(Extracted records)
══════════
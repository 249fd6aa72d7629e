//! Event Manager CLI
//!
//! Browse university events, register for them and set reminders; admins
//! can also create, edit and delete events.

use clap::{Parser, Subcommand, ValueEnum};
use eventmanager_api_client::ApiError;
use eventmanager_core::config::{Config, OutputFormat};
use eventmanager_core::error::exit_codes;
use eventmanager_telemetry::TelemetryConfig;
use owo_colors::OwoColorize;
use std::path::PathBuf;
use std::process::ExitCode;

mod commands;

use commands::{auth, dashboard, events, registrations, reminders, server, Context};

/// Command-line client for the university Event Manager
#[derive(Parser)]
#[command(name = "eventmanager")]
#[command(author, version, about, long_about = None)]
#[command(propagate_version = true)]
struct Cli {
    /// Config file path
    #[arg(short, long, global = true, env = "EVENTMANAGER_CONFIG")]
    config: Option<PathBuf>,

    /// Increase log verbosity (-v debug, -vv trace)
    #[arg(short, long, action = clap::ArgAction::Count, global = true)]
    verbose: u8,

    /// Suppress non-error output
    #[arg(short, long, global = true)]
    quiet: bool,

    /// Disable colored output
    #[arg(long, global = true)]
    no_color: bool,

    /// Output format (defaults to the configured one)
    #[arg(short, long, global = true, value_enum)]
    format: Option<FormatArg>,

    /// Also write logs to a daily-rolling file in this directory
    #[arg(long, global = true, env = "EVENTMANAGER_LOG_DIR")]
    log_dir: Option<PathBuf>,

    /// Do not read or write the session file
    #[arg(long, global = true)]
    no_session: bool,

    #[command(subcommand)]
    command: Commands,
}

#[derive(Clone, Copy, ValueEnum)]
enum FormatArg {
    Text,
    Json,
}

impl From<FormatArg> for OutputFormat {
    fn from(arg: FormatArg) -> Self {
        match arg {
            FormatArg::Text => Self::Text,
            FormatArg::Json => Self::Json,
        }
    }
}

#[derive(Subcommand)]
enum Commands {
    /// Show or change which backend server to talk to
    Server {
        #[command(subcommand)]
        action: server::ServerAction,
    },

    /// Sign up, log in and manage your account
    Auth {
        #[command(subcommand)]
        action: auth::AuthAction,
    },

    /// Browse and manage events
    Events {
        #[command(subcommand)]
        action: events::EventsAction,
    },

    /// Register for an event
    Register(registrations::RegisterArgs),

    /// Cancel your registration for an event
    Unregister {
        /// Event ID
        id: i64,
    },

    /// List the events you are registered for
    Registrations,

    /// Event reminders
    Reminders {
        #[command(subcommand)]
        action: reminders::RemindersAction,
    },

    /// Show your dashboard
    Dashboard {
        /// Show the admin overview with every registration
        #[arg(long)]
        admin: bool,
    },
}

#[tokio::main]
async fn main() -> ExitCode {
    let cli = Cli::parse();

    if cli.no_color {
        owo_colors::set_override(false);
    }

    let mut telemetry = TelemetryConfig::for_verbosity(cli.verbose, cli.quiet).ansi(!cli.no_color);
    if let Some(dir) = &cli.log_dir {
        telemetry = telemetry.log_dir(dir);
    }
    if let Err(e) = eventmanager_telemetry::init_with_config(telemetry) {
        eprintln!("{} {e}", "Warning:".yellow().bold());
    }

    tracing::debug!(
        session_id = %eventmanager_telemetry::session_id(),
        version = env!("CARGO_PKG_VERSION"),
        "eventmanager starting"
    );

    let config = match Config::load(cli.config.as_deref()) {
        Ok(config) => config,
        Err(e) => {
            eprintln!("{} {e}", "Error:".red().bold());
            return to_exit_code(exit_codes::CONFIG_ERROR);
        }
    };

    if !config.schema.output.color {
        owo_colors::set_override(false);
    }

    let format = cli.format.map_or(config.schema.output.format, OutputFormat::from);
    let mut ctx = Context::new(config, format, cli.quiet);
    if cli.no_session {
        ctx = ctx.without_session_file();
    }

    let result = match cli.command {
        Commands::Server { action } => server::run(action, &ctx),
        Commands::Auth { action } => auth::run(action, &ctx).await,
        Commands::Events { action } => events::run(action, &ctx).await,
        Commands::Register(args) => registrations::register(args, &ctx).await,
        Commands::Unregister { id } => registrations::unregister(id, &ctx).await,
        Commands::Registrations => registrations::list(&ctx).await,
        Commands::Reminders { action } => reminders::run(action, &ctx).await,
        Commands::Dashboard { admin } => dashboard::run(admin, &ctx).await,
    };

    match result {
        Ok(()) => ExitCode::SUCCESS,
        Err(e) => {
            tracing::debug!(error = ?e, "Command failed");
            eprintln!("{} {e}", "Error:".red().bold());
            to_exit_code(exit_code_for(&e))
        }
    }
}

/// Exit status for a failed command
fn exit_code_for(err: &anyhow::Error) -> i32 {
    if let Some(api) = err.downcast_ref::<ApiError>() {
        return api.exit_code();
    }
    if let Some(core) = err.downcast_ref::<eventmanager_core::Error>() {
        return core.code.exit_code();
    }
    exit_codes::FAILURE
}

fn to_exit_code(code: i32) -> ExitCode {
    ExitCode::from(u8::try_from(code).unwrap_or(1))
}

#[cfg(test)]
mod tests {
    use super::*;
    use clap::CommandFactory;

    #[test]
    fn test_cli_definition() {
        Cli::command().debug_assert();
    }

    #[test]
    fn test_exit_code_for() {
        let err = anyhow::Error::new(ApiError::NotAuthenticated);
        assert_eq!(exit_code_for(&err), exit_codes::NOT_AUTHENTICATED);

        let config_err =
            eventmanager_core::Error::invalid_config_value("server.port", "must be 1-65535");
        let err = anyhow::Error::new(config_err);
        assert_eq!(exit_code_for(&err), exit_codes::CONFIG_ERROR);

        assert_eq!(exit_code_for(&anyhow::anyhow!("boom")), exit_codes::FAILURE);
    }

    #[test]
    fn test_global_flags_after_subcommand() {
        let args = ["eventmanager", "events", "list", "--format", "json", "-vv"];
        let cli = Cli::try_parse_from(args).unwrap();
        assert!(matches!(cli.format, Some(FormatArg::Json)));
        assert_eq!(cli.verbose, 2);
    }
}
══════════
> **Try it**:
Above are some records; copy exactly the lines from the one with "let cli = Cli::parse();" through the one with "let result = match", both included, and no others.

> **Exercise result**:
    let cli = Cli::parse();

    if cli.no_color {
        owo_colors::set_override(false);
    }

    let mut telemetry = TelemetryConfig::for_verbosity(cli.verbose, cli.quiet).ansi(!cli.no_color);
    if let Some(dir) = &cli.log_dir {
        telemetry = telemetry.log_dir(dir);
    }
    if let Err(e) = eventmanager_telemetry::init_with_config(telemetry) {
        eprintln!("{} {e}", "Warning:".yellow().bold());
    }

    tracing::debug!(
        session_id = %eventmanager_telemetry::session_id(),
        version = env!("CARGO_PKG_VERSION"),
        "eventmanager starting"
    );

    let config = match Config::load(cli.config.as_deref()) {
        Ok(config) => config,
        Err(e) => {
            eprintln!("{} {e}", "Error:".red().bold());
            return to_exit_code(exit_codes::CONFIG_ERROR);
        }
    };

    if !config.schema.output.color {
        owo_colors::set_override(false);
    }

    let format = cli.format.map_or(config.schema.output.format, OutputFormat::from);
    let mut ctx = Context::new(config, format, cli.quiet);
    if cli.no_session {
        ctx = ctx.without_session_file();
    }

    let result = match cli.command {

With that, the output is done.